Arifudin menegaskan, Kejari Batara selalu siap menangani kasus serupa jika terjadi lagi ke depannya. “Kalau ada fakta dan alat bukti yang kuat dan unsurnya memenuhi, insyaallah pasti kami ambil tindakan hukum,” tutup Arifudin.

Sementara itu, Roby Cahyadi, S.H. selaku penasihat hukum terdakwa Bijuri mengatakan, meski ada rasa kecewa atas putusan majelis hakim, tapi pihaknya masih bisa memaklumi.
“Klien kami (Bijuri, red) kecewa dengan kepala sekolah dan pengawas. Selebihnya kami bisa memaklumi,” ujar Roby Cahyadi.

Roby menambahkan, kliennya merasa kecewa atas keterangan yang disampaikan kepala sekolah SDN-1 Sampirang 1 dan pengawasan sekolah yang terkesan menyudutkan. Yang menjadi keberatan, antara lain bahwa terdakwa Bijuri sudah diberhentikan sesuai keputusan Bupati Barito Utara tentang penjatuhan hukuman disiplin berupa pemberhentian dengan hormat tidak atas permintaan sendiri sebagai pegawai negeri sipil kepada Bijuri tanggal 30 April 2021, sehingga hak-hak terdakwa menerima gaji pokok juga dihentikan.

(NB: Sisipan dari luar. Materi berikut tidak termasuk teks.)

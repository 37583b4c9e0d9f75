use serde::Serialize;

use crate::feeds::legacy::VehicleLocationResponse;

#[derive(Debug, Clone, PartialEq, Serialize)]
pub struct VehicleLocation {
    pub id: String,
    pub route: Option<String>,
    pub lat: f64,
    pub lon: f64,
    /// Degrees clockwise from north.
    pub heading: Option<f64>,
    pub secs_since_report: Option<i64>,
}

/// Reads a legacy `vehicleLocation` body. `None` when the vehicle is unknown
/// or reported without coordinates.
pub fn parse_vehicle_location(resp: VehicleLocationResponse) -> Option<VehicleLocation> {
    let vehicle = resp.vehicle?;
    Some(VehicleLocation {
        id: vehicle.id.to_string(),
        route: vehicle.route_tag.map(|r| r.to_string()),
        lat: vehicle.lat?.as_f64()?,
        lon: vehicle.lon?.as_f64()?,
        heading: vehicle.heading.and_then(|h| h.as_f64()).filter(|h| *h >= 0.0),
        secs_since_report: vehicle.secs_since_report.and_then(|s| s.as_i64()),
    })
}
//! Stop lookup built from a legacy route configuration, and the per-direction
//! stop lists derived from it.

use std::collections::HashMap;

use serde::Serialize;
use tracing::{debug, warn};

use crate::feeds::legacy::{ConfigDirection, RouteConfig, RouteConfigResponse};

#[derive(Debug, Clone, PartialEq, Serialize)]
pub struct StopRecord {
    pub id: u32,
    pub tag: String,
    pub name: String,
    pub lat: f64,
    pub lon: f64,
}

/// Every stop of a route, keyed by numeric stop id.
#[derive(Debug, Default, Clone)]
pub struct StopDb {
    by_id: HashMap<u32, StopRecord>,
}

impl StopDb {
    /// Builds the lookup. Entries with a non-numeric tag or missing name or
    /// coordinates are skipped; a repeated id keeps the last entry.
    pub fn from_route(route: &RouteConfig) -> Self {
        let mut by_id = HashMap::new();
        for stop in route.stop.as_slice() {
            let Some(id) = stop.tag.as_u32() else {
                debug!(tag = %stop.tag, "Skipping stop with non-numeric tag");
                continue;
            };
            let (Some(name), Some(lat), Some(lon)) = (
                stop.title.as_ref(),
                stop.lat.as_ref().and_then(|v| v.as_f64()),
                stop.lon.as_ref().and_then(|v| v.as_f64()),
            ) else {
                debug!(id, "Skipping incomplete stop");
                continue;
            };
            by_id.insert(
                id,
                StopRecord {
                    id,
                    tag: stop.tag.to_string(),
                    name: name.clone(),
                    lat,
                    lon,
                },
            );
        }
        Self { by_id }
    }

    pub fn get(&self, id: u32) -> Option<&StopRecord> {
        self.by_id.get(&id)
    }

    pub fn len(&self) -> usize {
        self.by_id.len()
    }

    pub fn is_empty(&self) -> bool {
        self.by_id.is_empty()
    }
}

/// Parses a route configuration body into a [`StopDb`]; anything that is not
/// a route configuration gives an empty lookup.
pub fn parse_stops(bytes: &[u8]) -> StopDb {
    match serde_json::from_slice::<RouteConfigResponse>(bytes) {
        Ok(resp) => StopDb::from_route(&resp.route),
        Err(e) => {
            warn!(error = %e, "Discarding route configuration payload");
            StopDb::default()
        }
    }
}

/// The stops a direction visits, in upstream order, dropping tags that are
/// not in `db`.
pub fn stop_list(db: &StopDb, direction: &ConfigDirection) -> Vec<StopRecord> {
    direction
        .stop
        .as_slice()
        .iter()
        .filter_map(|s| s.tag.as_u32())
        .filter_map(|id| db.get(id).cloned())
        .collect()
}

#[derive(Debug, Clone, Serialize)]
pub struct DirectionBranch {
    pub tag: String,
    pub title: String,
    pub branch: String,
    pub stops: Vec<StopRecord>,
}

/// All branches sharing a direction name such as `"East"`.
#[derive(Debug, Clone, Serialize)]
pub struct RouteDirection {
    pub name: String,
    pub branches: Vec<DirectionBranch>,
}

/// Groups the route's directions by name, in first-seen order.
pub fn route_directions(route: &RouteConfig, db: &StopDb) -> Vec<RouteDirection> {
    let mut directions: Vec<RouteDirection> = Vec::new();
    for dir in route.direction.as_slice() {
        let branch = DirectionBranch {
            tag: dir.tag.clone(),
            title: dir.title.clone(),
            branch: dir.branch.as_ref().map(ToString::to_string).unwrap_or_default(),
            stops: stop_list(db, dir),
        };
        match directions.iter_mut().find(|d| d.name == dir.name) {
            Some(existing) => existing.branches.push(branch),
            None => directions.push(RouteDirection {
                name: dir.name.clone(),
                branches: vec![branch],
            }),
        }
    }
    directions
}
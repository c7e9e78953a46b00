//! # putzplan-sync: Offline-tolerant shopping list synchronization
//!
//! Keeps a household's shopping list usable without a network: every edit
//! lands in a persisted local cache at once and is queued for the remote
//! store, which the queue is drained into whenever it is reachable.
//!
//! ## Architecture
//!
//! ```text
//!   ShoppingList (per session)
//!        │ create / toggle / purchase / delete
//!        ▼
//! ┌──────────────────┐   drain (FIFO)   ┌──────────────┐
//! │ ListState        │ ───────────────► │ RemoteStore  │
//! │  LocalCache      │ ◄─────────────── │ (authority)  │
//! │  MutationQueue   │   reconcile      └──────┬───────┘
//! └────────┬─────────┘                         │ changes
//!          │ snapshots                         ▼
//!          ▼                           ┌──────────────┐
//! ┌──────────────────┐   merge loop    │ RealtimeFeed │
//! │ Storage          │ ◄── (cache) ─── │ (WS or mem)  │
//! │ (RocksDB / mem)  │                 └──────────────┘
//! └──────────────────┘
//! ```
//!
//! ## Modules
//!
//! - [`model`]: Items, item ids (temporary vs canonical), patches
//! - [`storage`]: Snapshot codec and key/value backends
//! - [`cache`]: Local item cache with list orderings
//! - [`queue`]: Durable FIFO of pending mutations
//! - [`mutator`]: Optimistic mutations
//! - [`engine`]: Queue drain and reconciliation
//! - [`realtime`]: Change events and the merge loop
//! - [`list`]: The per-session context tying it together
//! - [`memory`], [`server`], [`client`]: In-process remote and the WebSocket feed

pub mod broadcast;
pub mod cache;
pub mod client;
pub mod connectivity;
pub mod engine;
pub mod list;
pub mod memory;
pub mod model;
pub mod mutator;
pub mod protocol;
pub mod queue;
pub mod realtime;
pub mod remote;
pub mod server;
pub mod state;
pub mod storage;

// Re-exports for convenience
pub use broadcast::{ChannelRegistry, ChannelStats, HouseholdChannel};
pub use cache::{LocalCache, PurchasedOrder};
pub use client::{ClientConfig, WsFeed};
pub use connectivity::Connectivity;
pub use engine::{DrainOutcome, DrainReport, SyncEngine, DEFAULT_MAX_RETRIES};
pub use list::{Session, ShoppingList, SyncConfig};
pub use memory::{CallKind, MemoryRemote, RemoteCall};
pub use model::{Item, ItemId, ItemPatch, NewItem, ParseItemIdError, TEMP_ID_PREFIX};
pub use mutator::{MutationError, OptimisticMutator};
pub use protocol::{FeedMessage, MessageType, ProtocolError};
pub use queue::{Mutation, MutationQueue, Operation, PendingMutation, QueueId};
pub use realtime::{
    merge_event, ChangeEvent, ChangeKind, FeedError, MergeOutcome, RealtimeFeed,
    RealtimeListener, Subscription, SubscriptionHandle,
};
pub use remote::{RemoteError, RemoteStore};
pub use server::{FeedServer, ServerConfig, ServerStats};
pub use state::ListState;
pub use storage::{MemoryStorage, RocksStorage, SnapshotKind, Storage, StoreConfig, StoreError};
//! Network reachability signal.

use std::sync::Arc;

use tokio::sync::watch;

/// Shared "remote reachable" flag. Clones observe the same signal.
#[derive(Debug, Clone)]
pub struct Connectivity {
    tx: Arc<watch::Sender<bool>>,
}

impl Connectivity {
    pub fn new(online: bool) -> Self {
        let (tx, _) = watch::channel(online);
        Self { tx: Arc::new(tx) }
    }

    /// Update reachability. Watchers are only woken on an actual change.
    pub fn set_online(&self, online: bool) {
        let changed = self.tx.send_if_modified(|current| {
            let changed = *current != online;
            *current = online;
            changed
        });
        if changed {
            log::info!("Connectivity changed: {}", if online { "online" } else { "offline" });
        }
    }

    pub fn is_online(&self) -> bool {
        *self.tx.borrow()
    }

    pub fn subscribe(&self) -> watch::Receiver<bool> {
        self.tx.subscribe()
    }
}

impl Default for Connectivity {
    fn default() -> Self {
        Self::new(true)
    }
}
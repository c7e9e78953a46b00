//! Realtime change feed and the merge loop that folds it into the cache.
//!
//! ```text
//!  RealtimeFeed ──mpsc<ChangeEvent>──► merge loop ──lock──► ListState.cache
//! ```
//!
//! One merge loop per subscription. Events are idempotent: an insert for a
//! row the cache already holds (for instance our own confirmed create) is
//! dropped, and updates/deletes for unknown rows are ignored.

use std::fmt;
use std::sync::Arc;

use async_trait::async_trait;
use serde::{Deserialize, Serialize};
use tokio::sync::{mpsc, Mutex};
use tokio::task::JoinHandle;
use uuid::Uuid;

use crate::cache::LocalCache;
use crate::model::Item;
use crate::state::ListState;

#[derive(Debug, Clone, Copy, PartialEq, Eq, Serialize, Deserialize)]
pub enum ChangeKind {
    Insert,
    Update,
    Delete,
}

/// A row-level change. `item` is the post-image, or the pre-image for deletes.
#[derive(Debug, Clone, PartialEq, Serialize, Deserialize)]
pub struct ChangeEvent {
    pub kind: ChangeKind,
    pub item: Item,
}

impl ChangeEvent {
    pub fn insert(item: Item) -> Self {
        Self { kind: ChangeKind::Insert, item }
    }

    pub fn update(item: Item) -> Self {
        Self { kind: ChangeKind::Update, item }
    }

    pub fn delete(item: Item) -> Self {
        Self { kind: ChangeKind::Delete, item }
    }
}

/// Opaque handle for releasing a feed subscription.
#[derive(Debug, Clone, Copy, PartialEq, Eq, Hash)]
pub struct SubscriptionHandle(Uuid);

impl SubscriptionHandle {
    pub fn new() -> Self {
        SubscriptionHandle(Uuid::new_v4())
    }

    pub fn id(&self) -> Uuid {
        self.0
    }
}

impl Default for SubscriptionHandle {
    fn default() -> Self {
        Self::new()
    }
}

impl fmt::Display for SubscriptionHandle {
    fn fmt(&self, f: &mut fmt::Formatter<'_>) -> fmt::Result {
        write!(f, "{}", self.0)
    }
}

pub struct Subscription {
    pub handle: SubscriptionHandle,
    pub events: mpsc::Receiver<ChangeEvent>,
}

#[derive(Debug, Clone, PartialEq, Eq, thiserror::Error)]
pub enum FeedError {
    #[error("feed connection failed: {0}")]
    Connection(String),
    #[error("feed handshake failed: {0}")]
    Handshake(String),
    #[error("feed handshake timed out")]
    Timeout,
    #[error("feed closed")]
    Closed,
}

/// Source of row-level change events for one household.
#[async_trait]
pub trait RealtimeFeed: Send + Sync {
    async fn subscribe(&self, household_id: Uuid) -> Result<Subscription, FeedError>;

    /// Release a subscription. Unknown handles are ignored.
    async fn unsubscribe(&self, handle: SubscriptionHandle);
}

/// What a single event did to the cache.
#[derive(Debug, Clone, Copy, PartialEq, Eq)]
pub enum MergeOutcome {
    Inserted,
    Replaced,
    Removed,
    Ignored,
}

/// Fold one change event into the cache.
pub fn merge_event(cache: &mut LocalCache, event: &ChangeEvent) -> MergeOutcome {
    let item = &event.item;
    if item.household_id != cache.household_id() || item.id.is_temporary() {
        return MergeOutcome::Ignored;
    }

    match event.kind {
        ChangeKind::Insert => {
            if cache.insert_if_absent(item.clone()) {
                MergeOutcome::Inserted
            } else {
                MergeOutcome::Ignored
            }
        }
        ChangeKind::Update => {
            if cache.contains(&item.id) {
                cache.apply(item.clone());
                MergeOutcome::Replaced
            } else {
                MergeOutcome::Ignored
            }
        }
        ChangeKind::Delete => match cache.remove(&item.id) {
            Some(_) => MergeOutcome::Removed,
            None => MergeOutcome::Ignored,
        },
    }
}

struct ActiveSubscription {
    handle: SubscriptionHandle,
    household_id: Uuid,
    merge_task: JoinHandle<()>,
}

/// Owns at most one feed subscription and its merge loop.
pub struct RealtimeListener {
    feed: Arc<dyn RealtimeFeed>,
    active: Mutex<Option<ActiveSubscription>>,
}

impl RealtimeListener {
    pub fn new(feed: Arc<dyn RealtimeFeed>) -> Self {
        Self {
            feed,
            active: Mutex::new(None),
        }
    }

    /// Subscribe to the state's current household, replacing any previous
    /// subscription.
    pub async fn subscribe(&self, state: Arc<Mutex<ListState>>) -> Result<SubscriptionHandle, FeedError> {
        let mut active = self.active.lock().await;
        if let Some(previous) = active.take() {
            self.teardown(previous).await;
        }

        let household_id = state.lock().await.household_id();
        let Subscription { handle, mut events } = self.feed.subscribe(household_id).await?;

        let merge_task = tokio::spawn(async move {
            while let Some(event) = events.recv().await {
                let mut guard = state.lock().await;
                if guard.household_id() != household_id {
                    log::debug!("Dropping change for stale household {household_id}");
                    continue;
                }
                let outcome = merge_event(&mut guard.cache, &event);
                if outcome != MergeOutcome::Ignored {
                    guard.advance_remote_generation();
                }
                log::debug!("Merged {:?} for {}: {outcome:?}", event.kind, event.item.id);
            }
            log::debug!("Change stream for {household_id} ended");
        });

        log::info!("Subscribed to changes for household {household_id}");
        *active = Some(ActiveSubscription {
            handle,
            household_id,
            merge_task,
        });
        Ok(handle)
    }

    pub async fn unsubscribe(&self) {
        if let Some(previous) = self.active.lock().await.take() {
            self.teardown(previous).await;
        }
    }

    pub async fn is_subscribed(&self) -> bool {
        self.active.lock().await.is_some()
    }

    /// Household of the active subscription, if any.
    pub async fn subscribed_household(&self) -> Option<Uuid> {
        self.active.lock().await.as_ref().map(|a| a.household_id)
    }

    async fn teardown(&self, subscription: ActiveSubscription) {
        self.feed.unsubscribe(subscription.handle).await;
        subscription.merge_task.abort();
        log::info!("Unsubscribed from household {}", subscription.household_id);
    }
}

“Terdakwa Bijuri sudah mendapat hukuman disiplin berat berupa pemberhentikan sebagai PNS karena tidak mengajar, sehingga tidak perlu lagi dihukum,” terang Roby Cahyadi.
Selain itu, berdasarkan temuan auditor Inspektorat Batara, seharusnya terdakwa Bijuri diberhentikan pada 2016. Namun justru baru diberhentikan pada 2021. Alasan Bijuri tidak mengajar lantaran SDN-1 Sampirang 1 tidak beroperasional secara layak sejak 2016 hingga 2019, karena tak ada lagi warga yang tinggal di Desa Sampirang I.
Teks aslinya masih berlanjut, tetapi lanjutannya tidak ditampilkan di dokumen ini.